EXERCISE PROMPT: Below are the records. State how many of their lines hold the word "supporting", and add nothing else.

STUDY MATERIAL:
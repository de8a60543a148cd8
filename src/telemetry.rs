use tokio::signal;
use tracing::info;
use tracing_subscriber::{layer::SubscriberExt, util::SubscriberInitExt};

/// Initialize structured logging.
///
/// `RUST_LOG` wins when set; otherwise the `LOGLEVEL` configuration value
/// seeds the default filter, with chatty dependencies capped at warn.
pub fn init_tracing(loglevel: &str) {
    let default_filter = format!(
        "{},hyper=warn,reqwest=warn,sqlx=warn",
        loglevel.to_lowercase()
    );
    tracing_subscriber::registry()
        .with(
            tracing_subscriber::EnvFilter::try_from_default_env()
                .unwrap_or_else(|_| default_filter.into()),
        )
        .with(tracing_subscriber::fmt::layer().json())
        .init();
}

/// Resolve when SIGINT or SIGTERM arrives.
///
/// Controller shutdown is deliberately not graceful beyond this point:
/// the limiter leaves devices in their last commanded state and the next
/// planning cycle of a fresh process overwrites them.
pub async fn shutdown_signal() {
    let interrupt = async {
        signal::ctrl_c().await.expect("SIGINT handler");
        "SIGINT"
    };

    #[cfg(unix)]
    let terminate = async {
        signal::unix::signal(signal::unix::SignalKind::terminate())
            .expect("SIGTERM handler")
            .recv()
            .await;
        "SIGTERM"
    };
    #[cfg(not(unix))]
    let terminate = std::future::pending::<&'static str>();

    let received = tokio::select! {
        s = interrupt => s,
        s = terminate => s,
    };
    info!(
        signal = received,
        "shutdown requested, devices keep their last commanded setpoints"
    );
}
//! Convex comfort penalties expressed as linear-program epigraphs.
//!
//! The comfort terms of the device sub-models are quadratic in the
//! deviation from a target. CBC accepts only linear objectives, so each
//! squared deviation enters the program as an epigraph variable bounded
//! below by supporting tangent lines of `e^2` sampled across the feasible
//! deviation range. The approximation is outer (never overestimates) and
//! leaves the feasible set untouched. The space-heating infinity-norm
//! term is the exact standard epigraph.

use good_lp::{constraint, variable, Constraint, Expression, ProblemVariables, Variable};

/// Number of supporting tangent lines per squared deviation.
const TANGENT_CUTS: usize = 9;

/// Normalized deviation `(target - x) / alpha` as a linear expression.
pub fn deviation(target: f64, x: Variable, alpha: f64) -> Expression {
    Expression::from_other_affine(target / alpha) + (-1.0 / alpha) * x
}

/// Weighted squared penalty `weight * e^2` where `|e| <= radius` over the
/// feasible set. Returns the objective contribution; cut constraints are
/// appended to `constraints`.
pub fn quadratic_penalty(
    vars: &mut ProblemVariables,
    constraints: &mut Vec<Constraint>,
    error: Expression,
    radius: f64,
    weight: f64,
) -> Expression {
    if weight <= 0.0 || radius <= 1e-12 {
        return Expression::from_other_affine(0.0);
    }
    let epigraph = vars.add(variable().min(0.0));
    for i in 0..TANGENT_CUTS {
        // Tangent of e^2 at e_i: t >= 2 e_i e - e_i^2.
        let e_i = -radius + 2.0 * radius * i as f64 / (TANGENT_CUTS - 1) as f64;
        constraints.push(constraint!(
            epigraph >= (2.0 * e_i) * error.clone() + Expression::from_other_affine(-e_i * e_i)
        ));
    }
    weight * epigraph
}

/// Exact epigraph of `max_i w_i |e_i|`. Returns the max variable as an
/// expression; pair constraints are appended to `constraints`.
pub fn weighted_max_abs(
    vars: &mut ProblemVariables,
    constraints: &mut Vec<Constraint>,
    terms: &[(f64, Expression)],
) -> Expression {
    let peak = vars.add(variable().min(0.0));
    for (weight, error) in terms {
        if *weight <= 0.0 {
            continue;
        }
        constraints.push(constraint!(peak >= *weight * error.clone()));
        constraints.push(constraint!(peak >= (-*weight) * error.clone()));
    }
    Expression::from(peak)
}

ANSWER SECTION: 2